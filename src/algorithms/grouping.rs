// src/algorithms/grouping.rs

//! Greedy interaction grouping.
//!
//! Strongly correlated features are first bundled into correlation groups.
//! Then, starting from the strongest remaining candidate, each top-level group
//! keeps absorbing the candidate with the largest significant deviation from
//! additivity until no candidate interacts with it.

use crate::algorithms::node::{AttributionNode, FeatureNode, GroupKind, GroupNode, SubsetScorer};
use crate::algorithms::similarity::MainEffect;
use crate::core::ExplainerConfig;
use crate::stats::CorrelationMatrix;
use crate::traits::Attribution;
use tracing::trace;

fn feature_node(effect: &MainEffect) -> AttributionNode {
    FeatureNode::new(
        effect.feature.clone(),
        effect.instance_value,
        effect.ids.clone(),
        effect.average,
    )
    .into()
}

fn sort_by_abs_score<T: Attribution>(nodes: &mut [T]) {
    nodes.sort_by(|a, b| b.score().abs().total_cmp(&a.score().abs()));
}

/// Bundles features correlating above the threshold, in a single pass over
/// `main_effects` in their declared order. Returns the candidate list.
pub fn correlation_pregroup(
    main_effects: &[MainEffect],
    correlations: &CorrelationMatrix,
    scorer: &SubsetScorer<'_>,
    config: &ExplainerConfig,
) -> Vec<AttributionNode> {
    let n = main_effects.len();
    let mut consumed = vec![false; n];
    let mut main_players = Vec::new();

    for i in 0..n {
        if consumed[i] {
            continue;
        }
        let feature = &main_effects[i].feature;
        let mut correlated: Vec<usize> = (0..n)
            .filter(|&j| {
                j != i
                    && !consumed[j]
                    && correlations.is_correlated(
                        feature,
                        &main_effects[j].feature,
                        config.correlation_group_threshold,
                    )
            })
            .collect();
        if correlated.is_empty() {
            continue;
        }

        correlated.push(i);
        correlated.sort_by(|&a, &b| {
            main_effects[b]
                .average
                .abs()
                .total_cmp(&main_effects[a].average.abs())
        });
        for &j in &correlated {
            consumed[j] = true;
        }

        if config.is_reduced {
            // keep only the strongest member
            main_players.push(feature_node(&main_effects[correlated[0]]));
        } else {
            let members = correlated.iter().map(|&j| feature_node(&main_effects[j])).collect();
            main_players.push(GroupNode::new(GroupKind::Correlation, members, scorer).into());
        }
    }

    for (effect, _) in main_effects.iter().zip(&consumed).filter(|&(_, &c)| !c) {
        main_players.push(feature_node(effect));
    }

    sort_by_abs_score(&mut main_players);
    main_players
}

/// Index and effect of the candidate interacting most strongly with `group`.
///
/// Ties go to the earliest candidate; `NaN` effects are never chosen.
fn strongest_interaction(
    group: &GroupNode,
    candidates: &[AttributionNode],
    scorer: &SubsetScorer<'_>,
    config: &ExplainerConfig,
) -> Option<(usize, f64)> {
    candidates
        .iter()
        .map(|c| group.significant_interaction_effect(c, scorer, config))
        .enumerate()
        .filter(|(_, effect)| !effect.is_nan())
        .fold(None, |best, (i, effect)| match best {
            Some((_, best_effect)) if best_effect >= effect => best,
            _ => Some((i, effect)),
        })
}

/// Builds the top-level interaction groups, sorted by descending |score|.
pub fn build_groups(
    main_effects: &[MainEffect],
    correlations: &CorrelationMatrix,
    scorer: &SubsetScorer<'_>,
    config: &ExplainerConfig,
    target_std: f64,
) -> Vec<GroupNode> {
    let mut main_players = correlation_pregroup(main_effects, correlations, scorer, config);
    let mut groups = Vec::new();

    while !main_players.is_empty() {
        let main_player = main_players.remove(0);
        let mut group = GroupNode::new(GroupKind::Single, vec![main_player], scorer);

        while let Some((index, effect)) = strongest_interaction(&group, &main_players, scorer, config) {
            if effect <= 0.0 {
                break;
            }
            let candidate = main_players.remove(index);
            trace!(
                features = ?candidate.features(),
                effect,
                "Merging interacting candidate"
            );
            group.push(candidate, scorer);
        }
        groups.push(group);
    }

    sort_by_abs_score(&mut groups);

    if config.is_reduced {
        let boundary = target_std * config.reduction_boundary_factor;
        groups.retain(|g| g.score().abs() > boundary);
    }
    groups
}
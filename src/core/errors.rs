// src/core/errors.rs
use thiserror::Error;

/// Errors surfaced to callers of the explainer.
///
/// Insufficient support and degenerate statistics are not errors: they are
/// handled by exclusion, `None` predictions or `NaN` correlations.
#[derive(Debug, Error)]
pub enum ExplainError {
    /// Precondition violations: empty dataset, missing target column, bad configuration.
    #[error("Invalid Input: {0}")]
    InvalidInput(String),

    #[error("Incompatible Dimensions: {0}")]
    IncompatibleDimensions(String),

    #[error("Unknown Feature: {0}")]
    UnknownFeature(String),

    /// The value does not fall into any bin of the feature.
    #[error("Bin Not Found: value {value} of feature '{feature}' maps to no bin")]
    BinNotFound { feature: String, value: f64 },

    #[error("Ndarray Error: {0}")]
    Ndarray(#[from] ndarray::ShapeError),

    #[error("Serialization Error: {0}")]
    Serialization(#[from] serde_json::Error),

    #[error("Config Error: {0}")]
    Config(#[from] Box<figment::Error>),
}

impl ExplainError {
    pub fn invalid_input(msg: impl Into<String>) -> Self {
        Self::InvalidInput(msg.into())
    }

    pub fn unknown_feature(name: impl Into<String>) -> Self {
        Self::UnknownFeature(name.into())
    }
}

// Convenience type alias for Result
pub type Result<T> = std::result::Result<T, ExplainError>;

#[cfg(test)]
mod tests {
    use super::*;

    #[test]
    fn bin_not_found_names_feature_and_value() {
        let err = ExplainError::BinNotFound {
            feature: "age".to_string(),
            value: 120.5,
        };
        let msg = err.to_string();
        assert!(msg.contains("age"));
        assert!(msg.contains("120.5"));
    }

    #[test]
    fn shape_error_converts() {
        let shape_err = ndarray::Array2::<f64>::from_shape_vec((2, 2), vec![1.0]).unwrap_err();
        let err: ExplainError = shape_err.into();
        assert!(matches!(err, ExplainError::Ndarray(_)));
    }
}
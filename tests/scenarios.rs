//! End-to-end explanation scenarios.

mod common;

use approx::assert_relative_eq;
use influence_rs::algorithms::node::SubsetScorer;
use influence_rs::{
    Attribution, ExplainError, FeatureCatalogue, FeatureNode, GroupKind, GroupNode, IdSet,
    InfluenceExplainer, Instance, Result,
};
use pretty_assertions::assert_eq;

/// Binary features `a`, `b` in four balanced cells of 50 rows. Within a cell
/// the target alternates +1 / -1 around the cell mean.
fn two_binary_features(cell_mean: impl Fn(f64, f64) -> f64) -> Result<InfluenceExplainer> {
    let rows = (0..200)
        .map(|i| {
            let a = (i % 2) as f64;
            let b = ((i / 2) % 2) as f64;
            let noise = if (i / 4) % 2 == 0 { 1.0 } else { -1.0 };
            vec![a, b, cell_mean(a, b) + noise]
        })
        .collect();
    InfluenceExplainer::new(common::dataset(&["a", "b", "y"], rows, "y")?, None)
}

#[test]
fn perfectly_correlated_features_form_one_correlation_group() -> Result<()> {
    let rows = (0..100)
        .map(|i| {
            let x = (i % 4) as f64;
            vec![x, 2.0 * x, ((i * 37) % 100) as f64]
        })
        .collect();
    let explainer = InfluenceExplainer::new(common::dataset(&["x", "z", "y"], rows, "y")?, None)?;
    let instance = explainer.dataset().row(3).unwrap();

    let result = explainer.compute_explanation(&instance)?;
    assert_eq!(result.groups.len(), 1);

    let top = &result.groups[0];
    let mut features = top.features();
    features.sort();
    assert_eq!(features, vec!["x", "z"]);

    let inner = top.children()[0].as_group().expect("correlation group");
    assert_eq!(inner.kind, GroupKind::Correlation);
    assert_eq!(inner.nr_features(), 2);
    assert!(result.group_names(&FeatureCatalogue::default())[0].ends_with('*'));
    Ok(())
}

#[test]
fn independent_effects_stay_in_separate_groups() -> Result<()> {
    let explainer = two_binary_features(|a, b| 10.0 * a + 10.0 * b)?;
    // a = 1, b = 1
    let instance = explainer.dataset().row(3).unwrap();

    let result = explainer.compute_explanation(&instance)?;
    assert_eq!(result.groups.len(), 2);
    for group in &result.groups {
        assert_eq!(group.nr_features(), 1);
        assert_relative_eq!(group.score(), 5.0, epsilon = 1e-9);
    }
    assert_relative_eq!(result.explanation_prediction.unwrap(), 20.0, epsilon = 1e-9);
    Ok(())
}

#[test]
fn interacting_features_are_merged() -> Result<()> {
    // only the a = 1, b = 1 cell is raised
    let explainer = two_binary_features(|a, b| 20.0 * a * b)?;
    let instance = explainer.dataset().row(3).unwrap();

    let result = explainer.compute_explanation(&instance)?;
    assert_eq!(result.groups.len(), 1);
    let group = &result.groups[0];
    assert_eq!(group.features(), vec!["a", "b"]);
    // 20 in the joint cell, dataset mean 5
    assert_relative_eq!(group.value(), 15.0, epsilon = 1e-9);
    assert_relative_eq!(group.children()[1].score(), 10.0, epsilon = 1e-9);

    let path = result.find_feature("b").unwrap();
    assert_eq!(path, vec![0, 1]);
    let previous = result.previous_node(&path).unwrap();
    assert_eq!(previous.features(), vec!["a"]);
    assert!(result.previous_node(&[0, 0]).is_none());
    Ok(())
}

#[test]
fn tiny_dataset_excludes_everything() -> Result<()> {
    let rows = (0..10).map(|i| vec![(i % 2) as f64, i as f64]).collect();
    let explainer = InfluenceExplainer::new(common::dataset(&["a", "y"], rows, "y")?, None)?;
    let instance = explainer.dataset().row(0).unwrap();

    let result = explainer.compute_explanation(&instance)?;
    assert!(result.groups.is_empty());
    assert_eq!(result.explanation_prediction, None);
    assert_eq!(result.excluded_features, vec!["a".to_string()]);
    Ok(())
}

#[test]
fn exclusion_boundary_between_twenty_and_twenty_one_rows() -> Result<()> {
    for (similar, excluded) in [(20usize, true), (21, false)] {
        let rows = (0..80)
            .map(|i| vec![if i < similar { 1.0 } else { 0.0 }, i as f64])
            .collect();
        let explainer = InfluenceExplainer::new(common::dataset(&["f", "y"], rows, "y")?, None)?;
        let instance = Instance::from(vec![1.0, 0.0]);
        let result = explainer.compute_explanation(&instance)?;
        assert_eq!(result.excluded_features.contains(&"f".to_string()), excluded);
        assert_eq!(result.groups.is_empty(), excluded);
    }
    Ok(())
}

#[test]
fn far_away_instance_is_excluded_and_has_no_bin() -> Result<()> {
    let explainer = InfluenceExplainer::new(common::random_dataset(7, 500), None)?;
    let instance = Instance::from(vec![99.0, 7.0, 1e9, -1e9, 0.0]);

    let result = explainer.compute_explanation(&instance)?;
    assert!(result.groups.is_empty());
    assert_eq!(result.explanation_prediction, None);
    assert!(matches!(
        explainer.instance_bin_index("age", 1e9),
        Err(ExplainError::BinNotFound { .. })
    ));
    Ok(())
}

#[test]
fn summed_scores_are_clamped_to_extreme_means() -> Result<()> {
    let rows = (0..100).map(|i| vec![(i % 2) as f64, i as f64]).collect();
    let explainer = InfluenceExplainer::new(common::dataset(&["a", "y"], rows, "y")?, None)?;
    let scorer = SubsetScorer::new(explainer.dataset().target(), explainer.summary().mean);

    // two groups over the five largest targets each score ~ +47
    let top: IdSet = (95..100).collect();
    let groups: Vec<GroupNode> = (0..2)
        .map(|_| {
            let effect = scorer.influence(&top);
            let node = FeatureNode::new("a", 1.0, top.clone(), effect);
            GroupNode::new(GroupKind::Single, vec![node.into()], &scorer)
        })
        .collect();

    let (_, high) = explainer.influence_range();
    let prediction = explainer.explanation_prediction(&groups).unwrap();
    assert_relative_eq!(prediction, explainer.summary().mean + high);
    // mean of the 20 largest targets, 80..99
    assert_relative_eq!(prediction, 89.5);
    Ok(())
}

#[test]
fn what_if_curve_matches_single_evaluations() -> Result<()> {
    let explainer = InfluenceExplainer::new(common::random_dataset(11, 800), None)?;
    let instance = explainer.dataset().row(0).unwrap();
    let mean = explainer.summary().mean;

    let curve = explainer.response_curve(&instance, "level")?;
    assert_eq!(curve.len(), 4);
    for sample in &curve {
        let single = explainer.what_if(&instance, "level", sample.x)?.map(|p| p - mean);
        assert_eq!(sample.impact, single);
    }
    Ok(())
}

#[test]
fn explanation_serializes_to_json() -> Result<()> {
    let explainer = InfluenceExplainer::new(common::random_dataset(3, 400), None)?;
    let instance = explainer.dataset().row(5).unwrap();
    let json = explainer.compute_explanation(&instance)?.to_json()?;
    let parsed: serde_json::Value = serde_json::from_str(&json)?;
    assert!(parsed["groups"].is_array());
    assert!(parsed["excluded_features"].is_array());
    Ok(())
}

#[test]
fn missing_discrete_value_is_matched_against_missing_rows() -> Result<()> {
    // f: 30 missing, 30 ones, 30 zeros; y = row id
    let rows = (0..90)
        .map(|i| {
            let f = match i / 30 {
                0 => f64::NAN,
                1 => 1.0,
                _ => 0.0,
            };
            vec![f, i as f64]
        })
        .collect();
    let explainer = InfluenceExplainer::new(common::dataset(&["f", "y"], rows, "y")?, None)?;
    let instance = Instance::from(vec![f64::NAN, 0.0]);

    let result = explainer.compute_explanation(&instance)?;
    assert!(result.excluded_features.is_empty());
    assert_eq!(result.main_effects[0].size, 30);
    assert_eq!(result.groups.len(), 1);
    // rows 0..30 average 14.5 against a mean of 44.5
    assert_relative_eq!(result.groups[0].score(), -30.0, epsilon = 1e-9);
    assert_eq!(result.group_names(&FeatureCatalogue::default()), vec!["f: null".to_string()]);
    Ok(())
}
^^^^
Required action:
Which lines of the material above hold the string "correlations"? Pull them out.

Written response:
    correlations: &CorrelationMatrix,
                    && correlations.is_correlated(
    correlations: &CorrelationMatrix,
    let mut main_players = correlation_pregroup(main_effects, correlations, scorer, config);
/// handled by exclusion, `None` predictions or `NaN` correlations.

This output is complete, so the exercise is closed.